The approach above isn't much different than requiring the caller (if they use _since) to occasionally download the full set of data on occasion. Group membership is only one tiny reason that what is included in the data may change from call to call

view this post on Zulip Jenni Syed (May 04 2020 at 17:54):

security and other things that you don't typically trigger alerts on are another, more tricky reason

view this post on Zulip Jenni Syed (May 04 2020 at 17:55):

Your approach does allow for a much smaller amount of data - but I think there may be other reasons they need the "full" set. Also, just because a patient has been added to a group I don't think it implies that the caller should be authorized to all previous data through the lifetime of the patient

view this post on Zulip Jenni Syed (May 04 2020 at 17:56):

eg: as a payor, insuring a new member who is 80 yrs old, why should I get data prior to that time they were added?

view this post on Zulip Dan Gottlieb (May 04 2020 at 18:16):

@Matt Snook good timing! The issue of obtaining historical data on patients added to a group is one of the enhancements to the bulk IG we're focusing on this year in the Argonaut bulk data working group. I put together a straw man proposal around extending the meaning of the _since param that we discussed at the meeting last week (issue: https://github.com/HL7/bulk-data/issues/65 , proposal: https://github.com/HL7/bulk-data/pull/68/files , meeting notes: https://bit.ly/argo20-bulk ). As a follow-up, I'm writing up an alternate proposal the doesn't require the server to maintain a history of group membership that we'll be discussing at the next meeting (either next Thursday or two weeks after that depending on the FHIR Connectathon schedule - details will be posted to the Argonaut announcement thread above). Perhaps you could join the call to talk through your use case?

view this post on Zulip Dan Gottlieb (May 04 2020 at 18:17):

Regarding the "all" group, why not just use the patient endpoint, since all requests are filtered by what the user is allowed to access?

view this post on Zulip Gino Canessa (May 04 2020 at 18:17):

There was discussion around some of this during the Argonaut Bulk Data call last week (notes).

The filed issue against the spec uses the case where someone is added to the group, but their newest data is before your last _since (e.g., checking today (May 4), last check was April 27, the patient was added this past week, but newest data is from April 24).

Keeping in mind that Bulk Data is generally concerned with large scales (e.g., millions of records and/or several GB of data), there is a consensus that the spec should clarify this with a 'standard process' for handling it.

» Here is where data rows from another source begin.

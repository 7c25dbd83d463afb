use std::env;
use std::path::PathBuf;

use anyhow::Result;

use crate::text::stopwords::StopwordLanguage;

/// Configuration loaded from environment variables.
///
/// The .env file is loaded at startup via dotenvy. Everything is optional:
/// with nothing set, the tokenizer uses the bundled dictionary and the
/// default stopword list. CLI flags override these values.
#[derive(Debug, Clone, Default)]
pub struct Config {
    /// Extra jieba-format dictionary merged into the default one (TEXTSIM_USER_DICT)
    pub user_dict: Option<PathBuf>,
    /// Extra stopwords, one per line (TEXTSIM_STOPWORDS_FILE)
    pub stopwords_file: Option<PathBuf>,
    /// Bundled stopword lists to merge (TEXTSIM_STOPWORD_LANGUAGES, comma separated)
    pub stopword_languages: Vec<StopwordLanguage>,
}

impl Config {
    /// Load configuration from environment variables.
    pub fn load() -> Result<Self> {
        let stopword_languages = match env::var("TEXTSIM_STOPWORD_LANGUAGES") {
            Ok(raw) => parse_languages(&raw)?,
            Err(_) => Vec::new(),
        };

        Ok(Self {
            user_dict: non_empty_path("TEXTSIM_USER_DICT"),
            stopwords_file: non_empty_path("TEXTSIM_STOPWORDS_FILE"),
            stopword_languages,
        })
    }
}

fn non_empty_path(key: &str) -> Option<PathBuf> {
    env::var(key)
        .ok()
        .filter(|v| !v.trim().is_empty())
        .map(PathBuf::from)
}

/// Parse a comma-separated language list such as "english, chinese".
pub fn parse_languages(raw: &str) -> Result<Vec<StopwordLanguage>> {
    let mut languages = Vec::new();
    for name in raw.split(',').map(str::trim).filter(|s| !s.is_empty()) {
        match StopwordLanguage::from_name(name) {
            Some(lang) => {
                if !languages.contains(&lang) {
                    languages.push(lang);
                }
            }
            None => anyhow::bail!(
                "Unknown stopword language '{name}' in TEXTSIM_STOPWORD_LANGUAGES.\n\
                 Supported: english, chinese."
            ),
        }
    }
    Ok(languages)
}
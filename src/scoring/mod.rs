// Scoring: frequency index for the original, similarity for the candidate.

pub mod index;
pub mod similarity;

Can read the notes to check, but I believe that (and please jump in if I'm wrong):

  • This is common enough to warrant handling
  • It could be handled purely by clients, but:
    • There is a lot of complexity to handling this properly, which may not be reasonable in some implementations
    • There are more clients than servers, so this will result in more repeated work (and opportunities to get wrong)
  • It probably should be handled by servers, but:
    • Servers cannot be expected to track the dataset for every query in order to compare in the future
    • This is particularly problematic around characteristic groups (e.g., groups that are only instantiated during requests to resolve them)

Other than the last point, I think a subscription would actually work to bridge the gap (e.g., notify me when group membership changes, so that I can build a list of changed patients). That last point doesn't work with subscriptions unless we define it somehow (e.g., instantiate a group over some period and build a change notification based on that?). That last one may be worth bringing up for subscriptions during the connectathon as well.

view this post on Zulip Dan Gottlieb (May 04 2020 at 18:17):

Also, if we went with a structure like "Group/new", then users with access to more than one group wouldn't be able to see additions to a specific group, right?

view this post on Zulip Gino Canessa (May 04 2020 at 18:17):

Lol for hitting enter the same time as Dan, as well.

view this post on Zulip Dan Gottlieb (May 04 2020 at 18:18):

Ha, at least we didn't contradict each other!

view this post on Zulip Gino Canessa (May 04 2020 at 18:19):

Dan Gottlieb said:

Ha, at least we didn't contradict each other!

Hmm... let me edit :wink:

view this post on Zulip Dan Gottlieb (May 04 2020 at 18:23):

@Jenni Syed agree that whether a user gets historical data on patients added to a group certainly depends on the business rules involved, but this has been a challenge in implementations and is forcing clients have to download many gb of data on each request just to find the small set of new data being sent for this reason.

view this post on Zulip Jenni Syed (May 04 2020 at 18:34):

I worry that the person being added (or removed?) is the "easy" problem to solve, but there are many "hidden" problems that servers may not be able to track which may require a client to download the full population sometimes - NOT every time

view this post on Zulip Jenni Syed (May 04 2020 at 18:36):

I agree we should try to make it more performant/easy (noting that _since isn't a required parameter per spec nor per ONC regs), but I think we're going to find edge cases where this could get "fun" beyond just group membership

view this post on Zulip Jenni Syed (May 04 2020 at 18:36):

IE: X Person was always part of the group, but this app didn't have privs to see them?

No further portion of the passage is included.